Wie man eine zeitlose Männergarderobe aufbaut

9. Juli 2026 · 8 Min. Lesezeit

Keine nervigen Must-have-Listen, keine schnellen Trends oder Fast-Fashion. Sondern eine Garderobe, in der fast alles zusammenpasst. Zehn Gedanken zu Richtung, Stil, Farben und Passform.

Eine zeitlose Garderobe entsteht nicht dadurch, dass man eine Liste mit zehn angeblichen must-haves abarbeitet und dann wild drauf los kauft. Schon gar nicht indem man jedem neuen Trend hinterherläuft.

Für mich geht es vielmehr darum, Kleidung zu besitzen, die wirklich zusammenpasst und von der man bestmöglich ein Leben lang etwas hat. Teile, die man gerne trägt, unterschiedlich kombinieren kann und bei denen man nicht jeden Morgen wieder vor dem Kleiderschrank steht und sich fragen muss was man heute anzieht.

Ich habe selbst lange genug Kleidung gekauft, weil mir ein einzelnes Outfit gefallen hat oder weil ich dachte, ein bestimmtes Teil unbedingt haben zu müssen. Das Problem: Am Ende hing vieles im Schrank, aber nur ein kleiner Teil davon wurde wirklich regelmäßig getragen.

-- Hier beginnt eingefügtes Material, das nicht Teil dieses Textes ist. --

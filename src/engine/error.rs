use ulid::Ulid;

use crate::model::{TripStatus, UserId};

#[derive(Debug)]
pub enum EngineError {
    NotFound(Ulid),
    AlreadyExists(Ulid),
    DuplicateClaim { trip_id: Ulid, driver_id: UserId },
    NotClaimable { trip_id: Ulid, status: TripStatus },
    InvalidTransition {
        id: Ulid,
        from: &'static str,
        to: &'static str,
    },
    /// A record changed between read and commit. Transient; replay the transaction.
    Conflict(Ulid),
    LimitExceeded(&'static str),
    WalError(String),
}

impl EngineError {
    /// Stable machine-readable code for the wire protocol.
    pub fn code(&self) -> &'static str {
        match self {
            EngineError::NotFound(_) => "not_found",
            EngineError::AlreadyExists(_) => "already_exists",
            EngineError::DuplicateClaim { .. } => "duplicate_claim",
            EngineError::NotClaimable { .. } => "not_claimable",
            EngineError::InvalidTransition { .. } => "invalid_transition",
            EngineError::Conflict(_) => "transaction_conflict",
            EngineError::LimitExceeded(_) => "limit_exceeded",
            EngineError::WalError(_) => "storage_error",
        }
    }

    pub fn is_transient(&self) -> bool {
        matches!(self, EngineError::Conflict(_))
    }
}

impl std::fmt::Display for EngineError {
    fn fmt(&self, f: &mut std::fmt::Formatter<'_>) -> std::fmt::Result {
        match self {
            EngineError::NotFound(id) => write!(f, "not found: {id}"),
            EngineError::AlreadyExists(id) => write!(f, "already exists: {id}"),
            EngineError::DuplicateClaim { trip_id, driver_id } => {
                write!(f, "driver {driver_id} already has a claim on trip {trip_id}")
            }
            EngineError::NotClaimable { trip_id, status } => {
                write!(f, "trip {trip_id} is {} and no longer takes claims", status.as_str())
            }
            EngineError::InvalidTransition { id, from, to } => {
                write!(f, "{id}: cannot move from {from} to {to}")
            }
            EngineError::Conflict(id) => write!(f, "transaction conflict on {id}"),
            EngineError::LimitExceeded(msg) => write!(f, "limit exceeded: {msg}"),
            EngineError::WalError(e) => write!(f, "WAL error: {e}"),
        }
    }
}

impl std::error::Error for EngineError {}
//! Reacts to the engine's change feed.
//!
//! Claim changes: only the edge into `attempting_accept` starts a
//! resolution; a win is followed by the rider's notification and the sibling
//! fan-out, a loss by the driver's. Trip changes produce lifecycle
//! notifications, and a trip cancelled while still pending takes its pending
//! claims down with it.
//!
//! Every handler tolerates being run twice for the same change.

use std::sync::Arc;

use tracing::{debug, error, warn};

use crate::engine::{Engine, EngineError, MutationFeed};
use crate::fanout::{retire_all, supersede};
use crate::model::*;
use crate::notify::{notify_logged, Notifier, NotifyPayload, TemplateKind};
use crate::resolver::{resolve, ResolveError, Resolution, RetryPolicy};
use crate::store::{Decision, TripStore};

pub async fn on_claim_mutation<S, N>(
    store: &S,
    notifier: &N,
    policy: &RetryPolicy,
    change: &ClaimMutation,
) -> Result<Option<Resolution>, ResolveError>
where
    S: TripStore + ?Sized,
    N: Notifier + ?Sized,
{
    if !change.is_accept_attempt() {
        return Ok(None);
    }
    let resolution =
        resolve(store, policy, change.trip_id, change.claim_id, &change.driver_id).await?;

    match resolution {
        Resolution::Decided(Outcome::Won) => {
            if let Some(trip) = store.load_trip(change.trip_id).await? {
                let kind = TemplateKind::TripAccepted;
                let payload = NotifyPayload::from_template(kind, trip.id, Some(change.claim_id))
                    .with_data("driver_id", change.driver_id.clone());
                notify_logged(notifier, &trip.rider_id, kind, &payload).await;
            }
            fan_out(store, notifier, policy, change).await;
        }
        // Redelivered win: the fan-out may not have finished last time.
        Resolution::AlreadyResolved(ClaimStatus::Accepted) => {
            fan_out(store, notifier, policy, change).await
        }
        Resolution::Decided(Outcome::Lost) => {
            let kind = TemplateKind::ClaimRejected;
            let payload = NotifyPayload::from_template(kind, change.trip_id, Some(change.claim_id))
                .with_data("reason", REASON_ALREADY_CLAIMED);
            notify_logged(notifier, &change.driver_id, kind, &payload).await;
        }
        Resolution::AlreadyResolved(_) => {}
    }
    Ok(Some(resolution))
}

async fn fan_out<S, N>(store: &S, notifier: &N, policy: &RetryPolicy, change: &ClaimMutation)
where
    S: TripStore + ?Sized,
    N: Notifier + ?Sized,
{
    if let Err(e) = supersede(store, notifier, policy, change.trip_id, change.claim_id).await {
        warn!("trip {}: fan-out failed: {e}", change.trip_id);
    }
}

/// Lifecycle notifications for an external trip status change.
pub async fn on_trip_mutation<S, N>(
    store: &S,
    notifier: &N,
    policy: &RetryPolicy,
    change: &TripMutation,
) -> Result<(), EngineError>
where
    S: TripStore + ?Sized,
    N: Notifier + ?Sized,
{
    let Some(trip) = store.load_trip(change.trip_id).await? else {
        return Err(EngineError::NotFound(change.trip_id));
    };
    let mut recipients: Vec<&str> = Vec::new();
    let kind = match change.current {
        TripStatus::InProgress => {
            recipients.push(&trip.rider_id);
            TemplateKind::TripStarted
        }
        TripStatus::Completed => {
            recipients.push(&trip.rider_id);
            recipients.extend(trip.owner_id.as_deref());
            TemplateKind::TripCompleted
        }
        TripStatus::Cancelled => {
            match trip.cancelled_by {
                Some(Party::Rider) => recipients.extend(trip.owner_id.as_deref()),
                Some(Party::Driver) => recipients.push(&trip.rider_id),
                None => {
                    recipients.push(&trip.rider_id);
                    recipients.extend(trip.owner_id.as_deref());
                }
            }
            TemplateKind::TripCancelled
        }
        TripStatus::Pending | TripStatus::Claimed => return Ok(()),
    };

    let payload = NotifyPayload::from_template(kind, trip.id, trip.accepted_claim_id)
        .with_data("status", change.current.as_str());
    for recipient in recipients {
        notify_logged(notifier, recipient, kind, &payload).await;
    }

    if change.current == TripStatus::Cancelled && change.previous == TripStatus::Pending {
        let pending = store.pending_claims(trip.id).await?;
        let expired = retire_all(store, notifier, policy, &pending, TemplateKind::ClaimExpired, || {
            Decision::expired(REASON_TRIP_CANCELLED, now_ms())
        })
        .await;
        metrics::counter!(crate::observability::CLAIMS_EXPIRED_TOTAL).increment(expired as u64);
        debug!("trip {}: cancelled while pending, expired {expired} claims", trip.id);
    }
    Ok(())
}

async fn dispatch<N: Notifier + ?Sized>(
    engine: &Engine,
    notifier: &N,
    policy: &RetryPolicy,
    mutation: Mutation,
) {
    match mutation {
        Mutation::Claim(change) => {
            match on_claim_mutation(engine, notifier, policy, &change).await {
                Ok(_) => {}
                Err(e) if e.is_transient() => {
                    warn!("claim {}: resolution deferred to redelivery: {e}", change.claim_id);
                }
                Err(e) => error!("claim {}: resolution failed: {e}", change.claim_id),
            }
        }
        Mutation::Trip(change) => {
            if let Err(e) = on_trip_mutation(engine, notifier, policy, &change).await {
                error!("trip {}: lifecycle handling failed: {e}", change.trip_id);
            }
        }
    }
}

/// Drain `feed`, handling each mutation on its own task so changes to
/// different trips never wait on each other.
pub async fn run_dispatcher<N>(
    engine: Arc<Engine>,
    mut feed: MutationFeed,
    notifier: Arc<N>,
    policy: RetryPolicy,
) where
    N: Notifier + ?Sized + 'static,
{
    while let Some(mutation) = feed.recv().await {
        let engine = engine.clone();
        let notifier = notifier.clone();
        tokio::spawn(async move { dispatch(&engine, &*notifier, &policy, mutation).await });
    }
    debug!("mutation feed closed; dispatcher exiting");
}
use serde::{Deserialize, Serialize};
use ulid::Ulid;

/// Unix milliseconds.
pub type Ms = i64;

/// Opaque rider/driver identifier assigned by the identity provider.
pub type UserId = String;

pub const REASON_ALREADY_CLAIMED: &str = "resource already claimed";
pub const REASON_SUPERSEDED: &str = "resource claimed by another party";
pub const REASON_TIMED_OUT: &str = "claim timed out";
pub const REASON_TRIP_CANCELLED: &str = "trip cancelled";

pub fn now_ms() -> Ms {
    std::time::SystemTime::now()
        .duration_since(std::time::UNIX_EPOCH)
        .map(|d| d.as_millis() as Ms)
        .unwrap_or(0)
}

#[derive(Debug, Clone, Copy, PartialEq, Eq, Hash, Serialize, Deserialize)]
#[serde(rename_all = "snake_case")]
pub enum TripStatus {
    Pending,
    Claimed,
    InProgress,
    Completed,
    Cancelled,
}

impl TripStatus {
    pub fn as_str(self) -> &'static str {
        match self {
            TripStatus::Pending => "pending",
            TripStatus::Claimed => "claimed",
            TripStatus::InProgress => "in_progress",
            TripStatus::Completed => "completed",
            TripStatus::Cancelled => "cancelled",
        }
    }

    /// Transitions external actors may request. `pending → claimed` is absent:
    /// only a won resolution claims a trip.
    pub fn allows_external(self, next: TripStatus) -> bool {
        matches!(
            (self, next),
            (TripStatus::Claimed, TripStatus::InProgress)
                | (TripStatus::InProgress, TripStatus::Completed)
                | (
                    TripStatus::Pending | TripStatus::Claimed | TripStatus::InProgress,
                    TripStatus::Cancelled
                )
        )
    }
}

#[derive(Debug, Clone, Copy, PartialEq, Eq, Hash, Serialize, Deserialize)]
#[serde(rename_all = "snake_case")]
pub enum ClaimStatus {
    Pending,
    /// The driver asked to take the trip; resolution has not decided yet.
    AttemptingAccept,
    Accepted,
    Rejected,
    Superseded,
    Expired,
}

impl ClaimStatus {
    pub fn as_str(self) -> &'static str {
        match self {
            ClaimStatus::Pending => "pending",
            ClaimStatus::AttemptingAccept => "attempting_accept",
            ClaimStatus::Accepted => "accepted",
            ClaimStatus::Rejected => "rejected",
            ClaimStatus::Superseded => "superseded",
            ClaimStatus::Expired => "expired",
        }
    }

    pub fn is_terminal(self) -> bool {
        matches!(
            self,
            ClaimStatus::Accepted
                | ClaimStatus::Rejected
                | ClaimStatus::Superseded
                | ClaimStatus::Expired
        )
    }
}

/// Which side of a trip acted.
#[derive(Debug, Clone, Copy, PartialEq, Eq, Serialize, Deserialize)]
#[serde(rename_all = "snake_case")]
pub enum Party {
    Rider,
    Driver,
}

#[derive(Debug, Clone, Copy, PartialEq, Eq, Serialize, Deserialize)]
#[serde(rename_all = "snake_case")]
pub enum Outcome {
    Won,
    Lost,
}

impl Outcome {
    /// Outcome implied by a claim that already reached a terminal status.
    pub fn of_terminal(status: ClaimStatus) -> Outcome {
        if status == ClaimStatus::Accepted {
            Outcome::Won
        } else {
            Outcome::Lost
        }
    }
}

/// A trip request; the resource drivers compete for.
#[derive(Debug, Clone, PartialEq, Eq, Serialize)]
pub struct Trip {
    pub id: Ulid,
    pub rider_id: UserId,
    pub status: TripStatus,
    /// Set exactly once, by the winning resolution.
    pub owner_id: Option<UserId>,
    pub accepted_claim_id: Option<Ulid>,
    pub claimed_at: Option<Ms>,
    pub cancelled_by: Option<Party>,
    pub created_at: Ms,
    pub updated_at: Ms,
    /// Bumped on every applied change; read-validate-write checks it.
    pub version: u64,
}

impl Trip {
    pub fn new(id: Ulid, rider_id: UserId, at: Ms) -> Self {
        Self {
            id,
            rider_id,
            status: TripStatus::Pending,
            owner_id: None,
            accepted_claim_id: None,
            claimed_at: None,
            cancelled_by: None,
            created_at: at,
            updated_at: at,
            version: 0,
        }
    }
}

/// One driver's request to take a trip.
#[derive(Debug, Clone, PartialEq, Eq, Serialize)]
pub struct Claim {
    pub id: Ulid,
    pub trip_id: Ulid,
    pub driver_id: UserId,
    pub status: ClaimStatus,
    pub created_at: Ms,
    pub updated_at: Ms,
    pub decided_at: Option<Ms>,
    pub reason: Option<String>,
    pub version: u64,
}

impl Claim {
    pub fn new(id: Ulid, trip_id: Ulid, driver_id: UserId, at: Ms) -> Self {
        Self {
            id,
            trip_id,
            driver_id,
            status: ClaimStatus::Pending,
            created_at: at,
            updated_at: at,
            decided_at: None,
            reason: None,
            version: 0,
        }
    }
}

// ── Change feed ──────────────────────────────────────────────────

/// Emitted for every claim status change. Delivery is at-least-once.
#[derive(Debug, Clone, PartialEq, Eq)]
pub struct ClaimMutation {
    pub trip_id: Ulid,
    pub claim_id: Ulid,
    pub driver_id: UserId,
    /// `None` when the claim was just created.
    pub previous: Option<ClaimStatus>,
    pub current: ClaimStatus,
}

impl ClaimMutation {
    /// True only for the edge into `attempting_accept`.
    pub fn is_accept_attempt(&self) -> bool {
        self.current == ClaimStatus::AttemptingAccept
            && self.previous != Some(ClaimStatus::AttemptingAccept)
    }
}

#[derive(Debug, Clone, PartialEq, Eq)]
pub struct TripMutation {
    pub trip_id: Ulid,
    pub previous: TripStatus,
    pub current: TripStatus,
}

#[derive(Debug, Clone, PartialEq, Eq)]
pub enum Mutation {
    Claim(ClaimMutation),
    Trip(TripMutation),
}

// ── WAL records ──────────────────────────────────────────────────

/// Flat record format written to the WAL. Replaying these in order rebuilds all state.
#[derive(Debug, Clone, PartialEq, Eq, Serialize, Deserialize)]
pub enum Event {
    TripCreated {
        id: Ulid,
        rider_id: UserId,
        at: Ms,
    },
    TripStatusChanged {
        id: Ulid,
        status: TripStatus,
        cancelled_by: Option<Party>,
        at: Ms,
    },
    ClaimCreated {
        id: Ulid,
        trip_id: Ulid,
        driver_id: UserId,
        at: Ms,
    },
    ClaimAttempted {
        id: Ulid,
        at: Ms,
    },
    /// The winning commit: claims the trip and accepts the claim in one record.
    ClaimAccepted {
        id: Ulid,
        trip_id: Ulid,
        driver_id: UserId,
        at: Ms,
    },
    ClaimDecided {
        id: Ulid,
        status: ClaimStatus,
        reason: String,
        at: Ms,
    },
}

Eine gute Garderobe beginnt deshalb für mich nicht mit dem nächsten wahllosen Einkauf. Sie beginnt mit einer Überlegung!

1. Erst die Richtung, dann die Kleidung

Bevor du dir Gedanken darüber machst, welches Hemd, welche Hose oder welche Jacke du kaufen solltest, solltest du wissen, wie du dich eigentlich kleiden möchtest. Nicht für einen besonderen Anlass, sondern an einem ganz normalen Tag der Woche. Stell dir folgende Fragen:

Welche Kleidung trägst du wirklich gerne? Wie sieht dein Alltag aus? Möchtest du eher klassisch, sportlich, elegant oder vielleicht irgendwo dazwischen auftreten?

Ich persönlich mag klassische Herrenmode, möchte aber nicht jeden Tag aussehen, als wäre ich auf dem Weg zu einer Hochzeit oder einem Geschäftstermin (auch wenn ich Anzüge liebe). Eine Stoffhose mit einem guten Hemd, ein Poloshirt mit Loafern oder ein Sakko, das auch mit Jeans funktioniert, genau dort liegt für mich die Balance.

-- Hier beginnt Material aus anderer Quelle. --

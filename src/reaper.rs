use std::sync::Arc;
use std::time::Duration;

use tracing::{debug, info, warn};

use crate::engine::Engine;
use crate::fanout::{retire_all, supersede};
use crate::limits::{COMPACTOR_INTERVAL_MS, REAPER_INTERVAL_MS};
use crate::model::*;
use crate::notify::{Notifier, TemplateKind};
use crate::observability;
use crate::resolver::RetryPolicy;
use crate::store::Decision;

/// Timing knobs for one tenant's reaper.
#[derive(Debug, Clone, Copy, PartialEq, Eq)]
pub struct ReaperSettings {
    pub claim_ttl_ms: Ms,
    pub redelivery_after_ms: Ms,
    pub retry: RetryPolicy,
}

#[derive(Debug, Default, PartialEq, Eq)]
pub struct Sweep {
    pub superseded: usize,
    pub expired: usize,
    pub redelivered: usize,
}

/// One pass:
/// 1. finish fan-outs and cancellations that left claims `pending` on a trip
///    that already moved on;
/// 2. expire pending claims older than the TTL;
/// 3. re-emit accept attempts nobody decided within the redelivery window.
///
/// Step 1 runs first so a loser of a won trip ends `superseded`, not timed out.
pub async fn sweep<N: Notifier + ?Sized>(
    engine: &Engine,
    notifier: &N,
    settings: &ReaperSettings,
    now: Ms,
) -> Sweep {
    let mut superseded = 0;
    let mut expired = 0;
    for (trip, pending) in engine.collect_stranded_pending().await {
        match trip.accepted_claim_id {
            Some(winner) => {
                match supersede(engine, notifier, &settings.retry, trip.id, winner).await {
                    Ok(moved) => superseded += moved,
                    Err(e) => warn!("trip {}: repairing fan-out failed: {e}", trip.id),
                }
            }
            // Only a cancellation takes a trip out of `pending` without a winner.
            None => {
                expired += retire_all(
                    engine,
                    notifier,
                    &settings.retry,
                    &pending,
                    TemplateKind::ClaimExpired,
                    || Decision::expired(REASON_TRIP_CANCELLED, now_ms()),
                )
                .await;
            }
        }
    }
    if superseded > 0 {
        warn!("superseded {superseded} claims left behind by an unfinished fan-out");
    }

    let stale = engine.collect_stale_pending(now, settings.claim_ttl_ms).await;
    expired += retire_all(
        engine,
        notifier,
        &settings.retry,
        &stale,
        TemplateKind::ClaimExpired,
        || Decision::expired(REASON_TIMED_OUT, now_ms()),
    )
    .await;
    if expired > 0 {
        info!("expired {expired} claims");
        metrics::counter!(observability::CLAIMS_EXPIRED_TOTAL).increment(expired as u64);
    }

    let mut redelivered = 0;
    for claim in engine.collect_stalled_attempts(now, settings.redelivery_after_ms).await {
        if engine.redeliver(claim.id).await {
            debug!("redelivered accept attempt {}", claim.id);
            redelivered += 1;
        }
    }
    if redelivered > 0 {
        warn!("redelivered {redelivered} undecided accept attempts");
        metrics::counter!(observability::REDELIVERIES_TOTAL).increment(redelivered as u64);
    }
    Sweep {
        superseded,
        expired,
        redelivered,
    }
}

/// Background task that periodically sweeps stale claims.
pub async fn run_reaper<N>(engine: Arc<Engine>, notifier: Arc<N>, settings: ReaperSettings)
where
    N: Notifier + ?Sized,
{
    let mut interval = tokio::time::interval(Duration::from_millis(REAPER_INTERVAL_MS));
    loop {
        interval.tick().await;
        sweep(&engine, &*notifier, &settings, now_ms()).await;
    }
}

/// Background task that compacts the WAL once enough appends pile up.
pub async fn run_compactor(engine: Arc<Engine>, threshold: u64) {
    let mut interval = tokio::time::interval(Duration::from_millis(COMPACTOR_INTERVAL_MS));
    loop {
        interval.tick().await;
        let appends = engine.wal_appends_since_compact().await;
        if appends < threshold {
            continue;
        }
        match engine.compact_wal().await {
            Ok(()) => info!("compacted WAL after {appends} appends"),
            Err(e) => warn!("WAL compaction failed: {e}"),
        }
    }
}
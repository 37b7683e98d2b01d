use std::net::SocketAddr;

use crate::wire::Request;

// ── RED metrics (request-driven) ────────────────────────────────

/// Counter: total requests handled. Labels: op, status.
pub const REQUESTS_TOTAL: &str = "triplock_requests_total";

/// Histogram: request latency in seconds. Labels: op.
pub const REQUEST_DURATION_SECONDS: &str = "triplock_request_duration_seconds";

// ── USE metrics (resource utilization) ──────────────────────────

/// Gauge: active TCP connections.
pub const CONNECTIONS_ACTIVE: &str = "triplock_connections_active";

/// Counter: total connections accepted.
pub const CONNECTIONS_TOTAL: &str = "triplock_connections_total";

/// Counter: connections rejected due to limit.
pub const CONNECTIONS_REJECTED_TOTAL: &str = "triplock_connections_rejected_total";

/// Gauge: number of active tenants (loaded engines).
pub const TENANTS_ACTIVE: &str = "triplock_tenants_active";

/// Histogram: WAL group-commit flush duration in seconds.
pub const WAL_FLUSH_DURATION_SECONDS: &str = "triplock_wal_flush_duration_seconds";

/// Histogram: WAL group-commit batch size (events per flush).
pub const WAL_FLUSH_BATCH_SIZE: &str = "triplock_wal_flush_batch_size";

// ── Claim arbitration ───────────────────────────────────────────

/// Counter: finished resolutions. Labels: outcome (won, lost, already_resolved, conflict, error).
pub const RESOLUTIONS_TOTAL: &str = "triplock_resolutions_total";

/// Histogram: transaction attempts a resolution needed.
pub const RESOLUTION_ATTEMPTS: &str = "triplock_resolution_attempts";

/// Counter: commits refused because a record moved since it was read.
pub const TXN_CONFLICTS_TOTAL: &str = "triplock_txn_conflicts_total";

/// Counter: sibling claims moved to superseded.
pub const CLAIMS_SUPERSEDED_TOTAL: &str = "triplock_claims_superseded_total";

/// Counter: sibling updates abandoned after retries.
pub const FANOUT_FAILURES_TOTAL: &str = "triplock_fanout_failures_total";

/// Counter: claims expired by timeout or trip cancellation.
pub const CLAIMS_EXPIRED_TOTAL: &str = "triplock_claims_expired_total";

/// Counter: undecided accept attempts re-emitted by the reaper.
pub const REDELIVERIES_TOTAL: &str = "triplock_redeliveries_total";

/// Counter: notifications sent. Labels: kind, delivered.
pub const NOTIFICATIONS_TOTAL: &str = "triplock_notifications_total";

/// Install Prometheus metrics exporter on the given port. No-op if port is None.
pub fn init(port: Option<u16>) -> Result<(), metrics_exporter_prometheus::BuildError> {
    let Some(port) = port else { return Ok(()) };
    let addr: SocketAddr = ([0, 0, 0, 0], port).into();
    metrics_exporter_prometheus::PrometheusBuilder::new()
        .with_http_listener(addr)
        .install()?;
    tracing::info!("metrics endpoint: http://0.0.0.0:{port}/metrics");
    Ok(())
}

/// Map a request to a short label for metrics.
pub fn op_label(req: &Request) -> &'static str {
    match req {
        Request::Use { .. } => "use",
        Request::CreateTrip { .. } => "create_trip",
        Request::GetTrip { .. } => "get_trip",
        Request::UpdateTrip { .. } => "update_trip",
        Request::CreateClaim { .. } => "create_claim",
        Request::GetClaim { .. } => "get_claim",
        Request::ListClaims { .. } => "list_claims",
        Request::Accept { .. } => "accept",
        Request::Listen { .. } => "listen",
        Request::Unlisten { .. } => "unlisten",
        Request::UnlistenAll => "unlisten_all",
        Request::TestNotification { .. } => "test_notification",
    }
}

Deine Garderobe sollte zu deinem echten Leben passen. Sonst baust du keinen persönlichen Stil auf, sondern nur eine Sammlung schöner Einzelteile die am Ende nicht wirklich zusammen passen.

2. Eine klare Farbpalette ist ein Muss

Der nächste Schritt ist für mich die Farbwelt. Eine zeitlose Garderobe muss nicht nur aus Beige, Navy und Weiß bestehen. Aber je besser deine Farben miteinander funktionieren, desto mehr Kombinationen bekommst du aus weniger Kleidungsstücken und genau das wollen wir ja erreichen.

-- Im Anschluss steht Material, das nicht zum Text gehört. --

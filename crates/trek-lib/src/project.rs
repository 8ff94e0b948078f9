//! Geographic paths to fixed-size drawing surfaces
//!
//! The path is simplified first, then its bounding box (grown by a small margin) is stretched
//! over the canvas: longitude maps to x over `[0, width]` and latitude maps to y over
//! `[height, 0]`, so north is up while pixel y grows downward.

use crate::{LatLng, simplify, utils};
use geo::Coord;
use std::fmt::Write;

/// A point in canvas pixels, origin top-left, y pointing down
pub type DrawablePoint = Coord<f64>;

/// Margin added around the path's bounding box on every side, in degrees
pub const DEFAULT_MARGIN_DEGREES: f64 = 0.002;

/// Simplification tolerance used for the constellation view, in degrees
pub const CONSTELLATION_TOLERANCE: f64 = 0.000215;

/// Projection settings
#[derive(Debug, Clone, Copy, PartialEq)]
#[cfg_attr(feature = "serde", derive(serde::Serialize, serde::Deserialize))]
pub struct ProjectionConfig {
    /// Margin around the bounding box, in degrees (negative values are treated as zero)
    pub margin_degrees: f64,
    /// Simplification tolerance applied before projecting, in degrees
    pub tolerance: f64,
}

impl Default for ProjectionConfig {
    fn default() -> Self {
        Self {
            margin_degrees: DEFAULT_MARGIN_DEGREES,
            tolerance: 0.0,
        }
    }
}

impl ProjectionConfig {
    /// Preset for the sparse, star-studded constellation view
    pub fn constellation() -> Self {
        Self {
            tolerance: CONSTELLATION_TOLERANCE,
            ..Self::default()
        }
    }
}

/// Simplify `path` and map it onto a `width` x `height` canvas
///
/// The output corresponds index-for-index with `simplify(path, tolerance)`. Every point lies
/// within `[0, width] x [0, height]`; an axis with no extent maps to the canvas midpoint.
pub fn project(path: &[LatLng], width: f64, height: f64, tolerance: f64) -> Vec<DrawablePoint> {
    project_with(
        path,
        width,
        height,
        &ProjectionConfig {
            tolerance,
            ..ProjectionConfig::default()
        },
    )
}

/// [`project`] with an explicit configuration
pub fn project_with(
    path: &[LatLng],
    width: f64,
    height: f64,
    config: &ProjectionConfig,
) -> Vec<DrawablePoint> {
    #[cfg(feature = "profiling")]
    profiling::scope!("project::project");

    let simplified = simplify(path, config.tolerance);
    let Some(bounds) = utils::bounding_rect(&simplified) else {
        return Vec::new();
    };

    let margin = config.margin_degrees.max(0.0);
    let lng_axis = Axis::new(bounds.min().x - margin, bounds.max().x + margin);
    let lat_axis = Axis::new(bounds.min().y - margin, bounds.max().y + margin);

    if lng_axis.is_degenerate() || lat_axis.is_degenerate() {
        tracing::debug!(
            "Degenerate bounding box ({} x {} degrees), centering flat axes",
            bounds.width(),
            bounds.height()
        );
    }

    simplified
        .iter()
        .map(|point| Coord {
            x: lng_axis.scale(point.lng, width),
            y: height - lat_axis.scale(point.lat, height),
        })
        .collect()
}

/// One axis of the (margin-expanded) bounding box
#[derive(Debug, Clone, Copy)]
struct Axis {
    min: f64,
    span: f64,
}

impl Axis {
    fn new(min: f64, max: f64) -> Self {
        Self {
            min,
            span: max - min,
        }
    }

    #[inline]
    fn is_degenerate(&self) -> bool {
        !(self.span > 0.0 && self.span.is_finite())
    }

    /// Map `value` onto `[0, extent]`; a degenerate axis yields the midpoint
    #[inline]
    fn scale(&self, value: f64, extent: f64) -> f64 {
        if self.is_degenerate() {
            return extent / 2.0;
        }
        let scaled = (value - self.min) / self.span * extent;
        if scaled.is_finite() {
            scaled.clamp(0.0, extent)
        } else {
            extent / 2.0
        }
    }
}

/// Indices of the points drawn as stars: every other point, starting with the first
pub fn star_indices(len: usize) -> Vec<usize> {
    (0..len).step_by(2).collect()
}

/// Format points as the `"x,y x,y ..."` list an SVG polyline takes
pub fn svg_points(points: &[DrawablePoint]) -> String {
    let mut out = String::with_capacity(points.len() * 16);
    for (i, p) in points.iter().enumerate() {
        if i > 0 {
            out.push(' ');
        }
        // Writing to a String cannot fail
        let _ = write!(out, "{},{}", p.x, p.y);
    }
    out
}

Ich würde immer mit einigen neutralen Grundfarben beginnen. Zum Beispiel: Navy, Grau, Beige, Braun, Weiß und Hellblau. Das bedeutet nicht, dass jede Garderobe gleich aussehen muss. Dezente Grüntöne, Bordeaux oder andere Farben können genauso dazugehören. Entscheidend ist nur, dass du nicht jedes Teil isoliert betrachtest.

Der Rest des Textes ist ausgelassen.